Fitzgerald must go
Our view: Howard County officials are right to explore impeachment for a sheriff who doesn’t have the decency to quit
It’s not surprising that Howard County Sheriff James Fitzgerald, a third-term Democrat, got it wrong last week when he finally broke his silence about a scathing report by the county’s Office of Human Rights describing his pervasive use of racist, sexist and anti-Semitic invective against his own employees. He called the report “humbling, hurtful and disappointing for all involved.” What was hurtful was not the report but his egregious treatment of his subordinates.
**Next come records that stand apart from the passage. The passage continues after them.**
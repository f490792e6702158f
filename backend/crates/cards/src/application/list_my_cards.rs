//! List My Cards Use Case
//!
//! Open to any authenticated caller; scoped to the caller's own cards.

use std::sync::Arc;

use kernel::identity::Caller;
use kernel::page::{Page, PageRequest};

use crate::domain::entities::Card;
use crate::domain::repository::CardRepository;
use crate::domain::value_objects::CardSortField;
use crate::error::CardResult;

pub struct ListMyCardsUseCase<R>
where
    R: CardRepository,
{
    card_repo: Arc<R>,
}

impl<R> ListMyCardsUseCase<R>
where
    R: CardRepository,
{
    pub fn new(card_repo: Arc<R>) -> Self {
        Self { card_repo }
    }

    pub async fn execute(
        &self,
        caller: &Caller,
        page: &PageRequest,
        sort: CardSortField,
    ) -> CardResult<Page<Card>> {
        self.card_repo
            .list_by_owner(&caller.username, page, sort)
            .await
    }
}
What was humbling was the fact that Howard County voters, who usually elect sensible people to represent them, failed to notice his bigotry in any of the last three elections. And what’s beyond disappointing is his refusal to resign or even truly acknowledge the facts arrayed against him. You don’t get to call people the N-word, make jokes about watermelon and fried chicken, call a former county executive “little Kenny Jew-boy,” make disparaging remarks about women’s breasts, and then call for a high-minded discussion about the state of race relations in law enforcement. He needs to go.
To their credit, Howard’s other elected officials, current and former, Democrats and Republicans, have been uniform in their condemnation of Mr. Fitzgerald and have called en masse on him to step down. County Executive Allan Kittleman, a Republican whose family has a long legacy of fighting for civil rights in Howard County, went so far last week as to ask the county’s delegates and senators to explore the idea of impeachment. “I recognize that impeachment of any elected official is an extreme step, one that should not be taken in haste. But the offensive actions and behavior documented in the OHRreport are so grossly contrary to the shared values of inclusion and respect for all that we hold dear in Howard County that I see no other recourse.”
Members of the county’s Annapolis delegation have asked the Maryland attorney general’s office for advice on whether impeachment is possible, and they plan to meet to discuss next steps. The state constitution gives the House of Delegates the power to impeach office holders on a majority vote, which is more or less the equivalent of voting for an indictment. The matter then goes to trial in the Senate, which must muster a two-thirds vote for conviction and removal from office. (A separate standard calls for the automatic removal from office of an elected official who is convicted of a felony or certain misdemeanors for which the possible penalty includes jail time.)
Legislators should not take impeachment lightly, nor should the practice be used simply to oust office holders who become unpopular or who take positions others disagree with. Historically, they haven’t. For example, the General Assembly rightly killed an attempt to impeach former Attorney General Douglas F. Gansler over an opinion his office issued calling for Maryland to recognize same-sex marriages performed in other states before such unions were legal here.
The current situation is not a matter of partisan politics — Mr. Howard County Sheriff James Fitzgerald says he won’t resign, despite a damning report alleging discrimination and harassment in his office. Fitzgerald doesn’t have defenders in either political party. He has, in a moral sense at least, rendered himself unfit to serve. The attorney general’s office is researching applicable case law to determine what standards, if any, the House must meet to bring impeachment, but most likely a key question will be whether the sheriff’s actions go beyond merely being despicable and have actually created a work environment so hostile that it impedes his ability to carry out the duties he is assigned in the state constitution and code. We expect that process to play out quickly when the General Assembly returns in January, though given Mr. Fitzgerald’s intransigence so far, we wouldn’t be surprised to see it hung up in the courts even if legislators vote to remove him.
In the meantime, the people of Howard County have the power to shame him. Mr. Fitzgerald isn’t just a “loud New Yorker,” the phrase he used to excuse (but not deny) his egregious conduct when confronted by the OHR. He is a bigot whose brazenness would make the loud NewYorker running for president blush. We don’t expect his constituents to give him a taste of his own medicine — that is distinctly not the Howard County way — but they can shun him. They can refuse to recognize him at public events. They can maintain their protests outside his office. They can keep up a stream of letters and phone calls of complaint. They can hold public discussions about the inappropriateness of his conduct. And they can set a counter-example. This week, the Choose Civility initiative of the Howard County Library is kicking off its yearlong Random Acts of Civility project. The launch party would be a great time to begin a conversation about the most civil way to make clear to Mr. Fitzgerald that behavior like his is not welcome in Howard County.